The strategies and tactics directing human health systems and forest health management exhibit striking similarities. 

Religious believers in the “active forest management” cult have declared that we need more vegetation manipulation — prescribed burning, logging, and thinning — to control large blazes.  Cultist ignore the numerous examples around the American West where burning/thinning/logging did nothing to halt fire ignition and spread.  

These proposals are based on the idea that due to fire suppression a build-up of fuels is the problem, and hence a reduction in fuels will solve the issue. There are reasons to believe fuel build-up due to fire suppression is greatly exaggerated.  Most of the West’s vegetative communities including higher elevation pines like west-side Douglas fir, lodgepole pine, aspen, most fir and spruce species, sagebrush, juniper, and chaparral to name a few plant types that naturally have long fire rotations of decades to hundreds of years.

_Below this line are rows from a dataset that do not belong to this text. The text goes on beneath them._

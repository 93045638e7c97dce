use std::net::{Ipv4Addr, SocketAddr};
use std::time::Duration;
use tokio::net::UdpSocket;
use tokio::sync::oneshot;

use dns_resolver::cache::SharedCache;
use dns_resolver::recursive::Resolver;
use dns_resolver::upstream::test_util::*;
use dns_types::protocol::types::test_util::*;
use dns_types::protocol::types::*;

use resolved::server::Server;
use resolved::settings::Settings;

const ROOT: Ipv4Addr = Ipv4Addr::new(198, 41, 0, 4);

async fn ask(client: &UdpSocket, server: SocketAddr, id: u16) -> Message {
    let mut request = Message::from_question(
        id,
        Question {
            name: domain("example.test"),
            qtype: RecordType::A,
            qclass: RecordClass::IN,
        },
    );
    request.header.flags |= HEADER_MASK_RD;

    client
        .send_to(&request.to_octets().unwrap(), server)
        .await
        .unwrap();

    let mut buf = vec![0u8; 512];
    let (size, _) = tokio::time::timeout(Duration::from_secs(5), client.recv_from(&mut buf))
        .await
        .unwrap()
        .unwrap();

    Message::from_octets(&buf[..size]).unwrap()
}

#[tokio::test]
async fn second_request_is_served_from_cache() {
    let upstream = ScriptedUpstream::new();
    let answer = a_record("example.test", Ipv4Addr::new(93, 184, 216, 34));
    upstream.reply(
        ROOT,
        "example.test",
        RecordType::A,
        ScriptedReply {
            answers: vec![answer.clone()],
            ..Default::default()
        },
    );

    let settings = Settings {
        server_port: 0,
        ..Settings::default()
    };
    let cache = SharedCache::new();
    let server = Server::bind(
        &settings,
        Resolver::new(upstream.clone(), settings.root_server_ip, settings.root_server_port),
        cache.clone(),
    )
    .await
    .unwrap();
    let address = server.local_addr().unwrap();

    let (stop, stopped) = oneshot::channel::<()>();
    let handle = tokio::spawn(server.run(async {
        let _ = stopped.await;
    }));

    let client = UdpSocket::bind("127.0.0.1:0").await.unwrap();

    let first = ask(&client, address, 100).await;
    assert_eq!(100, first.header.id);
    assert!(first.header.is_response());
    assert_eq!(Rcode::NoError, first.header.rcode());
    assert_eq!(vec![answer.clone()], first.answers);
    assert_eq!("93.184.216.34", first.answers[0].rtype_with_data.to_string());
    assert_eq!(300, first.answers[0].ttl);
    assert_eq!(1, upstream.queries().len());

    let second = ask(&client, address, 101).await;
    assert_eq!(101, second.header.id);
    assert_eq!(vec![answer], second.answers);
    assert_eq!(1, upstream.queries().len());
    assert_eq!(1, cache.len());

    stop.send(()).unwrap();
    handle.await.unwrap();
}

#[tokio::test]
async fn unresolvable_request_gets_unsupported_response() {
    let upstream = ScriptedUpstream::new();

    let settings = Settings {
        server_port: 0,
        ..Settings::default()
    };
    let server = Server::bind(
        &settings,
        Resolver::new(upstream.clone(), settings.root_server_ip, settings.root_server_port),
        SharedCache::new(),
    )
    .await
    .unwrap();
    let address = server.local_addr().unwrap();

    let (stop, stopped) = oneshot::channel::<()>();
    let handle = tokio::spawn(server.run(async {
        let _ = stopped.await;
    }));

    let client = UdpSocket::bind("127.0.0.1:0").await.unwrap();
    let response = ask(&client, address, 7).await;

    assert_eq!(Message::make_unsupported_response(7), response);

    stop.send(()).unwrap();
    handle.await.unwrap();
}
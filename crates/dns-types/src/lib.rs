#![warn(clippy::pedantic)]
// Don't care enough to fix
#![allow(clippy::missing_errors_doc)]
#![allow(clippy::module_name_repetitions)]
#![allow(clippy::must_use_candidate)]

pub mod protocol;
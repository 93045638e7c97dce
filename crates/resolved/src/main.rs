use anyhow::Context;
use clap::{Parser, ValueEnum};
use std::path::PathBuf;
use tracing_subscriber::EnvFilter;

use dns_resolver::cache::{prune_cache_task, SharedCache};
use dns_resolver::recursive::Resolver;
use dns_resolver::upstream::UdpUpstream;

use resolved::server::Server;
use resolved::settings::Settings;

#[derive(Debug, Clone, Copy, PartialEq, Eq, ValueEnum)]
enum LogFormat {
    Plain,
    Json,
}

fn begin_logging(format: LogFormat) {
    let filter = EnvFilter::try_from_default_env().unwrap_or_else(|_| EnvFilter::new("info"));
    let subscriber = tracing_subscriber::fmt().with_env_filter(filter);

    match format {
        LogFormat::Plain => subscriber.init(),
        LogFormat::Json => subscriber.json().init(),
    }
}

// the doc comments for this struct turn into the CLI help text
#[derive(Debug, Parser)]
/// A recursive DNS resolver and caching nameserver.
///
/// Questions are answered from the cache if possible, and otherwise
/// by following referrals down from a root nameserver.  Answers are
/// cached until their TTL expires, and the cache is saved to disk on
/// shutdown.
///
/// Only A, NS, PTR, and AAAA records are supported, and only over
/// UDP.
struct Args {
    /// Path to the configuration file
    #[arg(short, long, env = "RESOLVED_CONFIG", default_value = "resolved.json")]
    config: PathBuf,

    /// Format of the log output
    #[arg(long, value_enum, default_value_t = LogFormat::Plain)]
    log_format: LogFormat,
}

#[tokio::main]
async fn main() -> anyhow::Result<()> {
    let args = Args::parse();

    begin_logging(args.log_format);

    let settings = Settings::new(&args.config)
        .with_context(|| format!("could not read settings from {}", args.config.display()))?;

    let cache = SharedCache::load(&settings.cache_filepath)
        .await
        .with_context(|| {
            format!(
                "could not load cache from {}",
                settings.cache_filepath.display()
            )
        })?;
    tracing::info!(entries = %cache.len(), "loaded cache");

    let resolver = Resolver::new(
        UdpUpstream::new(settings.request_size),
        settings.root_server_ip,
        settings.root_server_port,
    );

    let server = Server::bind(&settings, resolver, cache.clone())
        .await
        .with_context(|| {
            format!(
                "could not bind to {}:{}",
                settings.server_ip, settings.server_port
            )
        })?;
    tracing::info!(address = %server.local_addr()?, "listening");

    let pruner = tokio::spawn(prune_cache_task(cache.clone(), settings.clean_interval()));

    server
        .run(async {
            if let Err(error) = tokio::signal::ctrl_c().await {
                tracing::error!(?error, "could not listen for interrupt");
            }
        })
        .await;

    pruner.abort();

    cache
        .save(&settings.cache_filepath)
        .await
        .with_context(|| {
            format!(
                "could not save cache to {}",
                settings.cache_filepath.display()
            )
        })?;
    tracing::info!(entries = %cache.len(), "saved cache");

    Ok(())
}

Fire suppression has not influenced these communities with long fire rotations.  There are no forest problems to “fix.”   “Fuel reduction” will fail to fix the drivers of large blazes: extreme drought, low humidity, high temperatures, and wind. 

How on earth have our forested lands survived before there were humans to come to the rescue and save them from wildfire, bark beetles, root rot, and a dozen other (real or imagined) ailments.

Everything is being gobbled up by what Stephers described in her latest (Halloween) entry as “a rapidly expanding digital panopticon.”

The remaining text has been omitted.